When I was 8 years old, my family moved and our new next door neighbor retired about 6 months later.
He put his time in at the Post Office and for the next 35+ years spent nearly every afternoon sunning himself in the back yard. (I'd include pictures, but who want's to see an 85 year old bronzed wrinkly retired mailman in Speedos?)
For many of us, retirement is always going to be something to do right before we die, because we either love what we do, or we need the money!
This means businesses need to rethink their stereotypes of the 50+ or 65+ generation. With retirement being delayed, the opportunities to sell older folks stuff has expanded. Check out this report from RBR.com and if you need a way to reach the 50+ generation, I have a radio station in Fort Wayne, Indiana that does EXACTLY that. Contact me at Scott @ ScLoHo.net.
It’s not just the recent history of the US and global economy that are driving many US citizens to stay in the workforce – a new survey says many are concerned with maintaining their lifestyle.
In a study of financial advisors from MainStay Investments, it was found that 46% are delaying retirement in order to recoup losses during the market upheavals of late 2008 and 2009, and another 40% are delaying due to concerns about health costs.
But another interesting trend emerged from the study.
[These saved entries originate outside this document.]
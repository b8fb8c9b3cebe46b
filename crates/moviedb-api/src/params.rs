//! Query parameter names and the ordered parameter container.

use chrono::NaiveDate;

/// Delimiter used when a list value is flattened into one parameter.
const LIST_DELIMITER: &str = ",";

/// Query parameter names recognised by the TMDB API.
///
/// `api_key` is deliberately absent: the URL builder always injects it.
#[derive(Debug, Clone, Copy, PartialEq, Eq, Hash)]
#[allow(missing_docs)]
pub enum Param {
    AppendToResponse,
    Certification,
    CertificationCountry,
    CertificationLte,
    Confirm,
    Country,
    EndDate,
    ExternalSource,
    FirstAirDateGte,
    FirstAirDateLte,
    FirstAirDateYear,
    GuestSessionId,
    IncludeAdult,
    IncludeImageLanguage,
    IncludeNullFirstAirDates,
    IncludeVideo,
    Language,
    MovieId,
    Page,
    PrimaryReleaseDateGte,
    PrimaryReleaseDateLte,
    PrimaryReleaseYear,
    Query,
    Region,
    ReleaseDateGte,
    ReleaseDateLte,
    SessionId,
    SortBy,
    StartDate,
    Timezone,
    VoteAverageGte,
    VoteAverageLte,
    VoteCountGte,
    WithCast,
    WithCompanies,
    WithCrew,
    WithGenres,
    WithKeywords,
    WithNetworks,
    WithOriginalLanguage,
    WithPeople,
    WithRuntimeGte,
    WithRuntimeLte,
    WithoutGenres,
    WithoutKeywords,
    Year,
}

impl Param {
    /// Returns the wire name of the parameter.
    #[must_use]
    pub const fn as_str(self) -> &'static str {
        match self {
            Self::AppendToResponse => "append_to_response",
            Self::Certification => "certification",
            Self::CertificationCountry => "certification_country",
            Self::CertificationLte => "certification.lte",
            Self::Confirm => "confirm",
            Self::Country => "country",
            Self::EndDate => "end_date",
            Self::ExternalSource => "external_source",
            Self::FirstAirDateGte => "first_air_date.gte",
            Self::FirstAirDateLte => "first_air_date.lte",
            Self::FirstAirDateYear => "first_air_date_year",
            Self::GuestSessionId => "guest_session_id",
            Self::IncludeAdult => "include_adult",
            Self::IncludeImageLanguage => "include_image_language",
            Self::IncludeNullFirstAirDates => "include_null_first_air_dates",
            Self::IncludeVideo => "include_video",
            Self::Language => "language",
            Self::MovieId => "movie_id",
            Self::Page => "page",
            Self::PrimaryReleaseDateGte => "primary_release_date.gte",
            Self::PrimaryReleaseDateLte => "primary_release_date.lte",
            Self::PrimaryReleaseYear => "primary_release_year",
            Self::Query => "query",
            Self::Region => "region",
            Self::ReleaseDateGte => "release_date.gte",
            Self::ReleaseDateLte => "release_date.lte",
            Self::SessionId => "session_id",
            Self::SortBy => "sort_by",
            Self::StartDate => "start_date",
            Self::Timezone => "timezone",
            Self::VoteAverageGte => "vote_average.gte",
            Self::VoteAverageLte => "vote_average.lte",
            Self::VoteCountGte => "vote_count.gte",
            Self::WithCast => "with_cast",
            Self::WithCompanies => "with_companies",
            Self::WithCrew => "with_crew",
            Self::WithGenres => "with_genres",
            Self::WithKeywords => "with_keywords",
            Self::WithNetworks => "with_networks",
            Self::WithOriginalLanguage => "with_original_language",
            Self::WithPeople => "with_people",
            Self::WithRuntimeGte => "with_runtime.gte",
            Self::WithRuntimeLte => "with_runtime.lte",
            Self::WithoutGenres => "without_genres",
            Self::WithoutKeywords => "without_keywords",
            Self::Year => "year",
        }
    }
}

impl std::fmt::Display for Param {
    fn fmt(&self, f: &mut std::fmt::Formatter<'_>) -> std::fmt::Result {
        f.write_str(self.as_str())
    }
}

/// A value that can be stored in [`QueryParams`].
#[derive(Debug, Clone, PartialEq)]
pub enum ParamValue {
    /// Free text; dropped when blank.
    Text(String),
    /// Integer; dropped when not positive.
    Number(i64),
    /// Decimal; dropped when not positive or not finite.
    Decimal(f64),
    /// Boolean flag; always kept.
    Flag(bool),
    /// List joined with `,`; blank elements are removed, dropped when nothing remains.
    List(Vec<String>),
}

impl ParamValue {
    /// Renders the value for the query string, or `None` when it must be omitted.
    #[must_use]
    pub fn render(&self) -> Option<String> {
        match self {
            Self::Text(s) => {
                let trimmed = s.trim();
                (!trimmed.is_empty()).then(|| String::from(trimmed))
            }
            Self::Number(n) => (*n > 0).then(|| n.to_string()),
            Self::Decimal(d) => (d.is_finite() && *d > 0.0).then(|| d.to_string()),
            Self::Flag(b) => Some(b.to_string()),
            Self::List(items) => {
                let kept: Vec<&str> = items
                    .iter()
                    .map(|s| s.trim())
                    .filter(|s| !s.is_empty())
                    .collect();
                (!kept.is_empty()).then(|| kept.join(LIST_DELIMITER))
            }
        }
    }
}

impl From<&str> for ParamValue {
    fn from(value: &str) -> Self {
        Self::Text(String::from(value))
    }
}

impl From<String> for ParamValue {
    fn from(value: String) -> Self {
        Self::Text(value)
    }
}

impl From<&String> for ParamValue {
    fn from(value: &String) -> Self {
        Self::Text(value.clone())
    }
}

impl From<u32> for ParamValue {
    fn from(value: u32) -> Self {
        Self::Number(i64::from(value))
    }
}

impl From<i32> for ParamValue {
    fn from(value: i32) -> Self {
        Self::Number(i64::from(value))
    }
}

impl From<u64> for ParamValue {
    fn from(value: u64) -> Self {
        Self::Number(i64::try_from(value).unwrap_or(i64::MAX))
    }
}

impl From<f64> for ParamValue {
    fn from(value: f64) -> Self {
        Self::Decimal(value)
    }
}

impl From<bool> for ParamValue {
    fn from(value: bool) -> Self {
        Self::Flag(value)
    }
}

impl From<NaiveDate> for ParamValue {
    fn from(value: NaiveDate) -> Self {
        Self::Text(value.format("%Y-%m-%d").to_string())
    }
}

impl From<Vec<String>> for ParamValue {
    fn from(value: Vec<String>) -> Self {
        Self::List(value)
    }
}

impl From<&[&str]> for ParamValue {
    fn from(value: &[&str]) -> Self {
        Self::List(value.iter().map(|s| String::from(*s)).collect())
    }
}

impl From<&[String]> for ParamValue {
    fn from(value: &[String]) -> Self {
        Self::List(value.to_vec())
    }
}

impl From<&[u64]> for ParamValue {
    fn from(value: &[u64]) -> Self {
        Self::List(value.iter().map(ToString::to_string).collect())
    }
}

/// Ordered query parameter container.
///
/// Holds at most one value per [`Param`]. Values that render to nothing
/// (blank text, non-positive numbers, empty lists) are never stored.
#[derive(Debug, Clone, Default, PartialEq, Eq)]
pub struct QueryParams {
    entries: Vec<(Param, String)>,
}

impl QueryParams {
    /// Creates an empty container.
    #[must_use]
    pub const fn new() -> Self {
        Self {
            entries: Vec::new(),
        }
    }

    /// Stores `value` under `param`, replacing any previous value in place.
    ///
    /// A value that renders to nothing is ignored and leaves an existing entry untouched.
    pub fn add(&mut self, param: Param, value: impl Into<ParamValue>) -> &mut Self {
        if let Some(rendered) = value.into().render() {
            if let Some(entry) = self.entries.iter_mut().find(|(p, _)| *p == param) {
                entry.1 = rendered;
            } else {
                self.entries.push((param, rendered));
            }
        }
        self
    }

    /// Like [`Self::add`], but skips `None`.
    pub fn add_opt<V: Into<ParamValue>>(&mut self, param: Param, value: Option<V>) -> &mut Self {
        if let Some(v) = value {
            self.add(param, v);
        }
        self
    }

    /// Builder-style [`Self::add`].
    #[must_use]
    pub fn with(mut self, param: Param, value: impl Into<ParamValue>) -> Self {
        self.add(param, value);
        self
    }

    /// Builder-style [`Self::add_opt`].
    #[must_use]
    pub fn with_opt<V: Into<ParamValue>>(mut self, param: Param, value: Option<V>) -> Self {
        self.add_opt(param, value);
        self
    }

    /// Returns the stored value for `param`.
    #[must_use]
    pub fn get(&self, param: Param) -> Option<&str> {
        self.entries
            .iter()
            .find(|(p, _)| *p == param)
            .map(|(_, v)| v.as_str())
    }

    /// Returns `true` when `param` has a value.
    #[must_use]
    pub fn has(&self, param: Param) -> bool {
        self.get(param).is_some()
    }

    /// Number of stored parameters.
    #[must_use]
    pub fn len(&self) -> usize {
        self.entries.len()
    }

    /// Returns `true` when no parameter is stored.
    #[must_use]
    pub fn is_empty(&self) -> bool {
        self.entries.is_empty()
    }

    /// Iterates in insertion order.
    pub fn iter(&self) -> impl Iterator<Item = (Param, &str)> {
        self.entries.iter().map(|(p, v)| (*p, v.as_str()))
    }
}

#[cfg(test)]
mod tests {
    #![allow(clippy::unwrap_used)]

    use super::*;

    #[test]
    fn test_blank_text_is_dropped() {
        // Arrange
        let mut params = QueryParams::new();

        // Act
        params.add(Param::Language, "").add(Param::Query, "   ");

        // Assert
        assert!(params.is_empty());
    }

    #[test]
    fn test_none_is_dropped() {
        // Arrange
        let mut params = QueryParams::new();

        // Act
        params.add_opt::<&str>(Param::Language, None);
        params.add_opt(Param::Page, None::<u32>);

        // Assert
        assert!(params.is_empty());
    }

    #[test]
    fn test_non_positive_numbers_are_dropped() {
        // Arrange
        let mut params = QueryParams::new();

        // Act
        params
            .add(Param::Page, 0_u32)
            .add(Param::Year, -1_i32)
            .add(Param::VoteAverageGte, 0.0_f64)
            .add(Param::VoteAverageLte, f64::NAN);

        // Assert
        assert!(params.is_empty());
    }

    #[test]
    fn test_flags_are_always_kept() {
        // Arrange
        let mut params = QueryParams::new();

        // Act
        params.add(Param::IncludeAdult, false);

        // Assert
        assert_eq!(params.get(Param::IncludeAdult), Some("false"));
    }

    #[test]
    fn test_readding_replaces_value_in_place() {
        // Arrange
        let mut params = QueryParams::new();
        params.add(Param::Language, "en-US").add(Param::Page, 2_u32);

        // Act
        params.add(Param::Language, "de-DE");

        // Assert
        let collected: Vec<(Param, &str)> = params.iter().collect();
        assert_eq!(
            collected,
            vec![(Param::Language, "de-DE"), (Param::Page, "2")]
        );
    }

    #[test]
    fn test_blank_value_does_not_clear_existing() {
        // Arrange
        let mut params = QueryParams::new();
        params.add(Param::Language, "en-US");

        // Act
        params.add(Param::Language, "");

        // Assert
        assert_eq!(params.get(Param::Language), Some("en-US"));
    }

    #[test]
    fn test_list_is_joined_with_comma() {
        // Arrange
        let mut params = QueryParams::new();
        let append: &[&str] = &["credits", "", "images", " videos "];

        // Act
        params.add(Param::AppendToResponse, append);

        // Assert
        assert_eq!(
            params.get(Param::AppendToResponse),
            Some("credits,images,videos")
        );
    }

    #[test]
    fn test_empty_list_is_dropped() {
        // Arrange
        let mut params = QueryParams::new();
        let append: &[&str] = &["", " "];

        // Act
        params.add(Param::AppendToResponse, append);

        // Assert
        assert!(!params.has(Param::AppendToResponse));
    }

    #[test]
    fn test_date_is_formatted() {
        // Arrange
        let date = NaiveDate::from_ymd_opt(2024, 3, 9).unwrap();

        // Act
        let params = QueryParams::new().with(Param::StartDate, date);

        // Assert
        assert_eq!(params.get(Param::StartDate), Some("2024-03-09"));
    }

    #[test]
    fn test_insertion_order_is_preserved() {
        // Arrange & Act
        let params = QueryParams::new()
            .with(Param::Page, 3_u32)
            .with(Param::Language, "fr")
            .with(Param::AppendToResponse, vec![String::from("credits")]);

        // Assert
        let names: Vec<&str> = params.iter().map(|(p, _)| p.as_str()).collect();
        assert_eq!(names, vec!["page", "language", "append_to_response"]);
    }

    #[test]
    fn test_decimal_rendering() {
        // Arrange & Act
        let params = QueryParams::new().with(Param::VoteAverageGte, 7.5_f64);

        // Assert
        assert_eq!(params.get(Param::VoteAverageGte), Some("7.5"));
    }
}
Mainstay wrote, “A majority of advisors surveyed (61 percent) indicated that their clients are not concerned with covering basic needs in retirement, but with having to give up luxuries such as traveling and dining out.”
“While the market upheaval shook both investor portfolios and confidence levels, advisors in our survey reveal that their clients have not pared down their expectations for their golden years, choosing to delay retirement rather than scale back their lifestyle plans," said Matthew Leung, director and head of practice management programs at MainStay Investments. "We believe this signals a need for close advisor-client communications, so that together they agree on the asset allocation strategy and investment product mix that is best suited for both their risk tolerance levels and lifestyle expectations.”
According to the survey, financial advisors are being asked to help figure out exactly how much money clients will need over and above Social Security to continue to be able to do things they enjoy. Further, they are helping them figure out just how much they can withdraw from accounts, and when, without damaging the nest egg.